use crate::error::{ServerError, ServerResult};
use crate::state::AppState;
use axum::{Json, extract::State};
use base64::{Engine, engine::general_purpose::STANDARD};
use blindmatch_core::{MatchView, RequestId};
use serde::Deserialize;

/// An oracle answer; `cleartext` and `proof` are base64
#[derive(Deserialize)]
pub struct OracleCallback {
    pub request_id: RequestId,
    pub cleartext: String,
    pub proof: String,
}

impl OracleCallback {
    fn decode(&self) -> ServerResult<(Vec<u8>, Vec<u8>)> {
        let cleartext = STANDARD
            .decode(&self.cleartext)
            .map_err(|_| ServerError::BadRequest("Invalid base64 in cleartext".into()))?;
        let proof = STANDARD
            .decode(&self.proof)
            .map_err(|_| ServerError::BadRequest("Invalid base64 in proof".into()))?;
        Ok((cleartext, proof))
    }
}

/// POST /oracle/matching
pub async fn process_matching(
    State(state): State<AppState>,
    Json(body): Json<OracleCallback>,
) -> ServerResult<Json<MatchView>> {
    let (cleartext, proof) = body.decode()?;
    let result = state
        .service
        .process_matching(body.request_id, &cleartext, &proof)
        .await?;
    Ok(Json(result.view()))
}

/// POST /oracle/reveal
pub async fn finalize_reveal(
    State(state): State<AppState>,
    Json(body): Json<OracleCallback>,
) -> ServerResult<Json<MatchView>> {
    let (cleartext, proof) = body.decode()?;
    let result = state
        .service
        .finalize_reveal(body.request_id, &cleartext, &proof)
        .await?;
    Ok(Json(result.view()))
}
//! Append-only domain event log

use std::sync::RwLock;

use serde::Serialize;

use crate::types::{PaperId, RequestId, ReviewerId};

#[derive(Clone, Debug, PartialEq, Eq, Serialize)]
#[serde(tag = "type", rename_all = "snake_case")]
pub enum MatchEvent {
    PaperSubmitted {
        paper_id: PaperId,
        timestamp: u64,
    },
    ReviewerAdded {
        reviewer_id: ReviewerId,
    },
    MatchingRequested {
        paper_id: PaperId,
        request_id: RequestId,
    },
    /// Carries no reviewer: the match stays sealed until `MatchRevealed`
    MatchComputed {
        paper_id: PaperId,
    },
    MatchAcknowledged {
        paper_id: PaperId,
    },
    RevealRequested {
        paper_id: PaperId,
        request_id: RequestId,
    },
    MatchRevealed {
        paper_id: PaperId,
        reviewer_id: ReviewerId,
    },
    ProofRejected {
        request_id: RequestId,
    },
    RequestCancelled {
        request_id: RequestId,
    },
    RequestExpired {
        request_id: RequestId,
    },
}

#[derive(Clone, Debug, PartialEq, Eq, Serialize)]
pub struct EventRecord {
    /// Position in the log, starting at 1
    pub sequence: u64,
    /// Unix seconds
    pub recorded_at: u64,
    #[serde(flatten)]
    pub event: MatchEvent,
}

/// Events are only ever appended; sequence numbers have no gaps.
#[derive(Default)]
pub struct EventLog {
    records: RwLock<Vec<EventRecord>>,
}

impl EventLog {
    pub fn new() -> Self {
        Self::default()
    }

    pub fn emit(&self, event: MatchEvent, recorded_at: u64) -> u64 {
        let mut records = self
            .records
            .write()
            .unwrap_or_else(|poisoned| poisoned.into_inner());
        let sequence = records.len() as u64 + 1;
        tracing::debug!(sequence, ?event, "event emitted");
        records.push(EventRecord {
            sequence,
            recorded_at,
            event,
        });
        sequence
    }

    /// Records with a sequence number greater than `after`
    pub fn since(&self, after: u64) -> Vec<EventRecord> {
        let records = self
            .records
            .read()
            .unwrap_or_else(|poisoned| poisoned.into_inner());
        let start = usize::try_from(after).unwrap_or(usize::MAX).min(records.len());
        records[start..].to_vec()
    }

    pub fn len(&self) -> usize {
        self.records
            .read()
            .map(|r| r.len())
            .unwrap_or_else(|poisoned| poisoned.into_inner().len())
    }

    pub fn is_empty(&self) -> bool {
        self.len() == 0
    }
}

....................

Problem description:
Copy out every line of the listing that includes the string "struct".

Reply to the task:
pub struct OracleCallback {
pub struct EventRecord {
pub struct EventLog {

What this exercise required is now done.